The “favorable year of the Lord” in Luke-Isaiah, Andre Trocmé and John Yoder show, is the Sabbath year or year of Jubilee commanded by God in the Hebrew Bible (particularly in Leviticus 25 and Deuteronomy 15). Every seventh year, according to the Covenant, Israel was to enact a program of radical debt forgiveness, and in the fiftieth year land redistribution to benefit the poor. Among God’s people, there was to be a systematic leveling of wealth on a regular basis and dismantling of what we would today describe as oppressive financial and banking institutions designed to maximize profits for creditors. Jesus does not attempt to instate these Jubilee commandments in a rigid or programmatic way, but he does reclaim the basic principles, metaphors and imagery of the Sabbath Jubilee for his followers.  He has more to say in the Gospels about issues of wealth and poverty than any other topic—and his message remains as challenging for those of us who live in affluent countries today as it was for the wealthy Herodians and Sadducees in first-century Palestine.
Against the assumptions of laissez-faire capitalism—which posits a world of unlimited human needs, individualism, and competitive rivalry for scarce resources—Jesus declares that we are stewards rather than owners of property, that God’s creation is abundant and our earthly needs limited, and that God’s liberation of Israel from slavery is normative for how we should treat the poor among us. His warnings against capital accumulation and “Lord Mammon” are unrelentingly severe (Matthew 6.16-24; Mark 10.23-25). He tells his followers to live lives of dangerous generosity, giving and expecting nothing in return (Luke 6.30). He tells them to forgive each other’s debts (Matthew 6.12), to not worry about their own material needs but to live out a lifestyle of trust and simplicity (6.25-34; 10.9-10). And he instructs them to actively pursue justice (23.23). Material care for the poor, the oppressed and the hungry, Jesus declares, is the primary mark of discipleship—and the only question at the final judgment (25.31-40).
Jesus’ radical economic teachings were epitomized among his early followers in the practice of “breaking bread”, which was not originally a rite of sacral liturgy or mystical symbolism but an actual meal embodying Jesus’ ethic of sharing in ordinary day-to-day existence. When the Holy Spirit is poured out at Pentecost in the book of Acts, the practical result is that believers voluntarily redistribute their property. “And all those who believed were together, and had all things in common; and they began selling their property and possessions, and were sharing them with all, as anyone might have need…breaking bread from house to house, they were taking their meals together with gladness and sincerity of heart” (Acts 2.44-46). The Apostle Paul also emphasizes the socio-political nature of the Lord’s meal, delivering a blistering rebuke to those upper-class Corinthians who excluded poor believers from their table fellowship and sated their own stomachs while other members of the community went hungry (1 Corinthians 11.18-22).

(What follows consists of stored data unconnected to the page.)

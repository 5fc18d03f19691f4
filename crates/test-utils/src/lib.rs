//! Shared helpers for extask integration tests.
//!
//! - [`init_test_tracing`]: idempotent tracing setup
//! - [`wait_until`]: poll a condition with a deadline
//! - [`worker_test!`]: async test with tracing initialized

use std::future::Future;
use std::time::Duration;

use anyhow::{Result, anyhow};

/// Initialize tracing for tests. Safe to call multiple times.
///
/// Defaults to `extask=debug`; `RUST_LOG` overrides it. The `try_init()`
/// call is idempotent, so later calls are no-ops.
pub fn init_test_tracing() {
    let filter = tracing_subscriber::EnvFilter::try_from_default_env()
        .unwrap_or_else(|_| tracing_subscriber::EnvFilter::new("extask=debug"));
    let _ = tracing_subscriber::fmt()
        .with_env_filter(filter)
        .with_test_writer()
        .try_init();
}

/// Poll until condition returns `Some(T)` or timeout expires.
pub async fn wait_until<F, Fut, T>(timeout: Duration, interval: Duration, check: F) -> Result<T>
where
    F: Fn() -> Fut,
    Fut: Future<Output = Result<Option<T>>>,
{
    let deadline = tokio::time::Instant::now() + timeout;

    loop {
        if let Some(result) = check().await? {
            return Ok(result);
        }

        if tokio::time::Instant::now() > deadline {
            return Err(anyhow!("timeout waiting for condition"));
        }

        tokio::time::sleep(interval).await;
    }
}

/// Macro to define an async worker test.
///
/// Usage:
///
/// ```ignore
/// use test_utils::worker_test;
///
/// worker_test!(completes_task, {
///     let service = InMemoryTaskService::new();
///     // ...
///     Ok(())
/// });
/// ```
///
/// This expands to:
/// - `#[tokio::test(flavor = "multi_thread")]`
/// - an `async fn` returning `anyhow::Result<()>`
/// - a call to [`init_test_tracing`] before the body
#[macro_export]
macro_rules! worker_test {
    ($name:ident, $body:block) => {
        #[tokio::test(flavor = "multi_thread")]
        async fn $name() -> anyhow::Result<()> {
            $crate::init_test_tracing();
            $body
        }
    };
}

“You Are All One in Christ”: Equality in the Body of BelieversWe can begin to see, then, why Jesus’ message had such an electrifying effect on the impoverished and socially marginalized peasants of first-century Palestine who flocked to hear him speak—and why he so frightened and angered those guardians of public “order” for whom divisions of wealth and class were a useful rather than an oppressive reality. But Jesus challenged not only structures of economic injustice and inequality in first-century Palestine. Hechallenged patterns of social inequality, hierarchy and domination of every kind. In his treatment of women, of children, of Romans, of the ritually unclean and sinners of every stripe, Jesus repeatedly and provocatively overturned deeply ingrained cultural and religious assumptions about who was “first” and “last”, “above” and “below” in the eyes of God.

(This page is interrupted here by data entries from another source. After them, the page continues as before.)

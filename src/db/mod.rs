//! Database module for SQLite persistence.
//!
//! SQLite is the source of truth for all portal data.

mod repository;

pub use repository::*;

use sqlx::sqlite::{SqliteConnectOptions, SqlitePool, SqlitePoolOptions};
use std::path::Path;
use std::str::FromStr;

use crate::errors::AppError;
use crate::models::{CreateSourceRequest, CreateUserRequest, SourceType};

/// Feeds seeded into an empty `crawler_sources` table.
pub const DEFAULT_SOURCES: &[(&str, &str, SourceType)] = &[
    ("ICC", "https://www.persecution.org/feed", SourceType::Rss),
    (
        "Morning Star News",
        "https://morningstarnews.org/tag/religious-persecution/feed/",
        SourceType::Rss,
    ),
    (
        "Christian Today India",
        "https://www.christiantoday.co.in/rss.xml",
        SourceType::Rss,
    ),
    ("UCA News", "https://www.ucanews.com/rss/news", SourceType::Rss),
    (
        "AsiaNews",
        "https://www.asianews.it/index.php?l=en&art=1&size=0",
        SourceType::Rss,
    ),
    ("UCFHR", "UCFHR", SourceType::Social),
    ("EFI_RLC", "EFI_RLC", SourceType::Social),
    ("persecution_in", "persecution_in", SourceType::Social),
];

/// Initialize the database connection pool and run migrations.
pub async fn init_database(db_path: &Path) -> Result<SqlitePool, sqlx::Error> {
    // Ensure the parent directory exists
    if let Some(parent) = db_path.parent() {
        tokio::fs::create_dir_all(parent).await.ok();
    }

    let db_url = format!("sqlite:{}?mode=rwc", db_path.display());

    let options = SqliteConnectOptions::from_str(&db_url)?
        .create_if_missing(true)
        .foreign_keys(true)
        .journal_mode(sqlx::sqlite::SqliteJournalMode::Wal)
        .synchronous(sqlx::sqlite::SqliteSynchronous::Normal)
        .busy_timeout(std::time::Duration::from_secs(30));

    let pool = SqlitePoolOptions::new()
        .max_connections(5)
        .connect_with(options)
        .await?;

    run_migrations(&pool).await?;

    Ok(pool)
}

/// Run database migrations.
async fn run_migrations(pool: &SqlitePool) -> Result<(), sqlx::Error> {
    sqlx::query(
        r#"
        CREATE TABLE IF NOT EXISTS incidents (
            id TEXT PRIMARY KEY,
            title TEXT NOT NULL,
            description TEXT NOT NULL DEFAULT '',
            location_raw TEXT NOT NULL DEFAULT '',
            title_lc TEXT NOT NULL DEFAULT '',
            description_lc TEXT NOT NULL DEFAULT '',
            location_lc TEXT NOT NULL DEFAULT '',
            incident_date TEXT NOT NULL,
            sources TEXT NOT NULL DEFAULT '[]',
            is_verified INTEGER NOT NULL DEFAULT 0,
            prayer_count INTEGER NOT NULL DEFAULT 0,
            summary TEXT,
            image_url TEXT,
            created_at TEXT NOT NULL,
            updated_at TEXT NOT NULL,
            version INTEGER NOT NULL DEFAULT 1
        );
        "#,
    )
    .execute(pool)
    .await?;

    sqlx::query(
        r#"
        CREATE TABLE IF NOT EXISTS prayer_commitments (
            id INTEGER PRIMARY KEY AUTOINCREMENT,
            visitor_id TEXT NOT NULL,
            incident_id TEXT NOT NULL REFERENCES incidents(id) ON DELETE CASCADE,
            created_at TEXT NOT NULL,
            UNIQUE (visitor_id, incident_id)
        );
        "#,
    )
    .execute(pool)
    .await?;

    sqlx::query(
        r#"
        CREATE TABLE IF NOT EXISTS crawler_sources (
            id TEXT PRIMARY KEY,
            name TEXT NOT NULL,
            url_or_handle TEXT NOT NULL,
            source_type TEXT NOT NULL,
            is_active INTEGER NOT NULL DEFAULT 1,
            created_at TEXT NOT NULL
        );
        "#,
    )
    .execute(pool)
    .await?;

    sqlx::query(
        r#"
        CREATE TABLE IF NOT EXISTS dashboard_users (
            id TEXT PRIMARY KEY,
            username TEXT NOT NULL UNIQUE,
            password_hash TEXT NOT NULL,
            created_at TEXT NOT NULL
        );
        "#,
    )
    .execute(pool)
    .await?;

    sqlx::query(
        r#"
        CREATE TABLE IF NOT EXISTS event_logs (
            id INTEGER PRIMARY KEY AUTOINCREMENT,
            visitor_id TEXT NOT NULL,
            event_type TEXT NOT NULL,
            incident_id TEXT,
            details TEXT,
            created_at TEXT NOT NULL
        );
        "#,
    )
    .execute(pool)
    .await?;

    // Create indexes for common queries
    sqlx::query(
        r#"
        CREATE INDEX IF NOT EXISTS idx_incidents_date ON incidents(incident_date DESC);
        CREATE INDEX IF NOT EXISTS idx_prayers_visitor ON prayer_commitments(visitor_id);
        CREATE INDEX IF NOT EXISTS idx_event_logs_created ON event_logs(created_at DESC);
        "#,
    )
    .execute(pool)
    .await?;

    Ok(())
}

/// Create the configured operator and default crawler sources when missing.
pub async fn seed_defaults(
    repo: &Repository,
    admin_username: &str,
    admin_password: Option<&str>,
) -> Result<(), AppError> {
    match admin_password {
        Some(password) => {
            if repo.find_user_by_username(admin_username).await?.is_none() {
                repo.create_user(&CreateUserRequest {
                    username: admin_username.to_string(),
                    password: password.to_string(),
                })
                .await?;
                tracing::info!("Created operator account {}", admin_username);
            }
        }
        None => tracing::debug!("No admin password configured; skipping operator seed"),
    }

    if repo.count_sources().await? == 0 {
        for (name, url_or_handle, source_type) in DEFAULT_SOURCES {
            repo.create_source(&CreateSourceRequest {
                name: name.to_string(),
                url_or_handle: url_or_handle.to_string(),
                source_type: *source_type,
                is_active: true,
            })
            .await?;
        }
        tracing::info!("Seeded {} crawler sources", DEFAULT_SOURCES.len());
    }

    Ok(())
}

There is no place in God’s in-breaking kingdom, it turns out, for “great men” or “rulers” who “lord it over” others through the exercise of political or religious authority. Such, Jesus tells his disciples, is the way of the “Gentiles”, i.e., the pagan unbelievers and Romans occupiers. But among his followers, Jesus declares, “whoever wishes to become great among you shall be your servant and whoever wishes to be first among you shall be your slave” (Matthew 20.25-28; Mark 10.43). Jesus goes so far as to command his followers to avoid using honorific titles of any kind, including the title of “leader”. The only title Jesus permits is an address of familial equality and solidarity: “brother” (Matthew 23.6-10). In the polis of Jesus, the New Testament suggests, there simply are no individuals in positions of status or hierarchical control.

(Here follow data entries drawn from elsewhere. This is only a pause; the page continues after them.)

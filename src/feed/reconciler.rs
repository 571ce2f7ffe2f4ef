//! Prayer commitments with optimistic, at-most-once local counter increments.
//!
//! The local tally is advisory: increments from other visitors are only picked up on
//! the next fetch, and no attempt is made to reconcile against them.

use std::collections::HashSet;
use std::sync::Arc;

use tokio::sync::{Mutex, RwLock};

use super::controller::{FeedController, FeedState};
use crate::errors::AppError;
use crate::gateway::FeedGateway;
use crate::models::CreateEventLogRequest;

/// Event type written to the visitor log after a commitment.
pub const PRAYER_EVENT: &str = "prayer";

/// Result of a `record_prayer` call.
#[derive(Debug, Clone, PartialEq)]
pub enum PrayerOutcome {
    /// Remote insert succeeded and the local count was bumped.
    Recorded,
    /// This visitor had already committed; nothing changed locally.
    AlreadyCommitted,
    /// Remote insert failed; nothing changed, the user may retry.
    Failed(AppError),
}

/// Applies prayer commitments to the shared feed state.
pub struct PrayerReconciler<G> {
    gateway: Arc<G>,
    feed: Arc<RwLock<FeedState>>,
    visitor_id: String,
    // Only held for lookups and inserts, never across a gateway call.
    committed: Mutex<HashSet<String>>,
    // Held for a whole commit so concurrent calls for one incident serialise.
    commit_lock: Mutex<()>,
}

impl<G: FeedGateway> PrayerReconciler<G> {
    /// Reconciler sharing `feed`'s state, acting for `visitor_id`.
    pub fn new(feed: &FeedController<G>, visitor_id: impl Into<String>) -> Self {
        Self {
            gateway: Arc::clone(feed.gateway()),
            feed: Arc::clone(feed.shared_state()),
            visitor_id: visitor_id.into(),
            committed: Mutex::new(HashSet::new()),
            commit_lock: Mutex::new(()),
        }
    }

    pub fn visitor_id(&self) -> &str {
        &self.visitor_id
    }

    /// Load this visitor's earlier commitments from the remote store.
    pub async fn sync_commitments(&self) -> Result<usize, AppError> {
        let commitments = self.gateway.list_prayers(&self.visitor_id).await?;
        let mut committed = self.committed.lock().await;
        committed.extend(commitments.into_iter().map(|c| c.incident_id));
        Ok(committed.len())
    }

    /// Whether the pray button for `incident_id` should be disabled.
    pub async fn has_committed(&self, incident_id: &str) -> bool {
        self.committed.lock().await.contains(incident_id)
    }

    /// Commit to `incident_id` once, bumping the local tally on success.
    pub async fn record_prayer(&self, incident_id: &str) -> PrayerOutcome {
        let commit = self.commit_lock.lock().await;
        if self.has_committed(incident_id).await {
            return PrayerOutcome::AlreadyCommitted;
        }

        match self
            .gateway
            .insert_prayer(&self.visitor_id, incident_id)
            .await
        {
            Ok(()) => {
                self.mark_committed(incident_id).await;
                self.increment_local(incident_id).await;
                drop(commit);

                self.log_commitment(incident_id).await;
                PrayerOutcome::Recorded
            }
            Err(AppError::Conflict(_)) => {
                // Made in an earlier session the startup sync did not see.
                self.mark_committed(incident_id).await;
                PrayerOutcome::AlreadyCommitted
            }
            Err(err) => {
                tracing::warn!("Prayer commitment for {} failed: {}", incident_id, err);
                PrayerOutcome::Failed(err)
            }
        }
    }

    async fn mark_committed(&self, incident_id: &str) {
        self.committed.lock().await.insert(incident_id.to_string());
    }

    async fn increment_local(&self, incident_id: &str) {
        let mut state = self.feed.write().await;
        if let Some(incident) = state.incidents.iter_mut().find(|i| i.id == incident_id) {
            incident.prayer_count += 1;
        }
        if let Some(selected) = state.selected.as_mut().filter(|i| i.id == incident_id) {
            selected.prayer_count += 1;
        }
    }

    async fn log_commitment(&self, incident_id: &str) {
        let event = CreateEventLogRequest {
            visitor_id: self.visitor_id.clone(),
            event_type: PRAYER_EVENT.to_string(),
            incident_id: Some(incident_id.to_string()),
            details: None,
        };
        if let Err(err) = self.gateway.log_event(&event).await {
            tracing::warn!("Failed to log prayer event: {}", err);
        }
    }
}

Instead of offices, the earliest Christian communities appear to have been ordered along quasifamilial lines and according to the idea of spiritual gifts, including gifts of teaching, preaching and stewardship. Spiritual gifts are charismatic, functional, provisional and divinely rather than humanly bestowed. They are not restricted to special classes, genders or tribes; for “There is neither Jew nor Greek, there is neither slave nor free man, there is neither male nor female; for you are all one in Christ” (Galatians 3.28). The most prominent functionaries in the early church, the “elders” or presbyteroi who helped to preside over the households where the early Christians gathered, were to lead by humble example rather than by “lording it over” the younger believers (1 Peter 5.1-3). The title of “priest” or hiereus (the root from which the English word “hierarchy” derives) is not applied to any Christian in the Gospels or Pauline corpus (although in Romans 15.16 Paul does describe himself by way of metaphor as a minister who works “as a priest” presenting God with “my offering of the Gentiles”).  Jesus is the only person who is described (in the book of Hebrews) as a priest for the church; but he is the final priest who makes all priesthood obsolete—not merely the performance of ritual sacrifice, but the office, pomp and circumstance of priestly authority and hierarchy itself.
“Do Not Resist an Evil Person”: Nonviolent Enemy LoveIt was the fatal error of many Latin American liberation theologians to conclude from Jesus’ concern for economic justice and his summons to radical, non-hierarchical community formation that the Way of Jesus may be harmonized with the way of violent revolt against oppressive social, economic and political structures. But Jesus of Nazareth, unlike Judas the Galilean, taught his disciples to turn the other cheek, to put away their swords and to love their enemies as themselves. Perhaps the most important hallmark of the politics of Jesus lies in his teaching and example of nonviolent enemy love.
Jesus’ ethic of nonviolence finds its fullest statement in the Sermon on the Mount, which is presented in Matthew’s Gospel in a programmatic fashion as the new Torah, a definitive moral charter to guide the community of believers. Jesus does not seek to negate or overturn the Law of Moses with his own novel teaching but to reclaim the deepest meaning of the Law by intensifying and internalizing its demands. The Law forbids murder, Jesus forbids even anger. The Law forbids adultery, Jesus forbids even lust. When it comes to the matter of violence, though, Jesus does not simply radicalize or intensify the Torah. On this point, and this point alone, he decisively alters and actually overturns the teaching of the Hebrew Bible: “You have heard that it was said, ‘An eye for an eye and a tooth for a tooth.’ But I say to you, do not resist him who is evil; but whoever slaps you on your right cheek, turn to him the other also…You have heard that it was said, ‘You shall love your neighbor and hate your enemy.’ But I say to you, love your enemies,  and pray for those who persecute you, in order that you may be sons of your Father who is in heaven” (Matthew 5.38-45).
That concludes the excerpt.